- [Data to process]
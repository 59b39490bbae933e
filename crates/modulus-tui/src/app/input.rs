/// Result of handling input
#[derive(Debug, Clone, Copy, PartialEq, Eq)]
pub enum InputResult {
    Continue,
    Quit,
    /// Forward action on the success screen ("Go to Dashboard").
    Complete,
}
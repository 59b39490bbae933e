//! Horizontal slide when the wizard changes step.

use modulus_core::{StepType, TransitionObserver};
use std::cell::Cell;
use std::rc::Rc;
use std::time::{Duration, Instant};

const SLIDE_DURATION: Duration = Duration::from_millis(300);
/// Columns the incoming content starts offset by.
const SLIDE_COLUMNS: u16 = 6;

/// Records when the last step change happened. Clones share the same clock,
/// so one copy can be handed to the wizard and another kept by the renderer.
#[derive(Debug, Clone, Default)]
pub struct SlideTransition {
    started: Rc<Cell<Option<Instant>>>,
}

impl SlideTransition {
    pub fn new() -> Self {
        Self::default()
    }

    pub fn is_active(&self) -> bool {
        self.started
            .get()
            .is_some_and(|t| t.elapsed() < SLIDE_DURATION)
    }

    /// Current horizontal offset for content `width` columns wide.
    pub fn offset(&self, width: u16) -> u16 {
        let Some(started) = self.started.get() else {
            return 0;
        };
        Self::offset_at(started.elapsed(), width)
    }

    fn offset_at(elapsed: Duration, width: u16) -> u16 {
        if elapsed >= SLIDE_DURATION {
            return 0;
        }
        let remaining = 1.0 - elapsed.as_secs_f64() / SLIDE_DURATION.as_secs_f64();
        let cols = (SLIDE_COLUMNS as f64 * remaining).round() as u16;
        cols.min(width / 4)
    }
}

impl TransitionObserver for SlideTransition {
    fn on_step_change(&mut self, _from: StepType, _to: StepType) {
        self.started.set(Some(Instant::now()));
    }
}

#[cfg(test)]
mod tests {
    use super::*;

    #[test]
    fn offset_shrinks_to_zero() {
        assert_eq!(SlideTransition::offset_at(Duration::ZERO, 80), SLIDE_COLUMNS);
        assert_eq!(SlideTransition::offset_at(Duration::from_millis(150), 80), 3);
        assert_eq!(SlideTransition::offset_at(SLIDE_DURATION, 80), 0);
        assert_eq!(SlideTransition::offset_at(Duration::ZERO, 8), 2);
    }

    #[test]
    fn clones_share_clock() {
        let slide = SlideTransition::new();
        let mut observer = slide.clone();
        assert!(!slide.is_active());
        observer.on_step_change(StepType::Welcome, StepType::Phone);
        assert!(slide.is_active());
    }
}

- [Assignment]
Scan the material above for the string "impl", returning each line that contains it.

- [Result of the exercise]
impl SlideTransition {
impl TransitionObserver for SlideTransition {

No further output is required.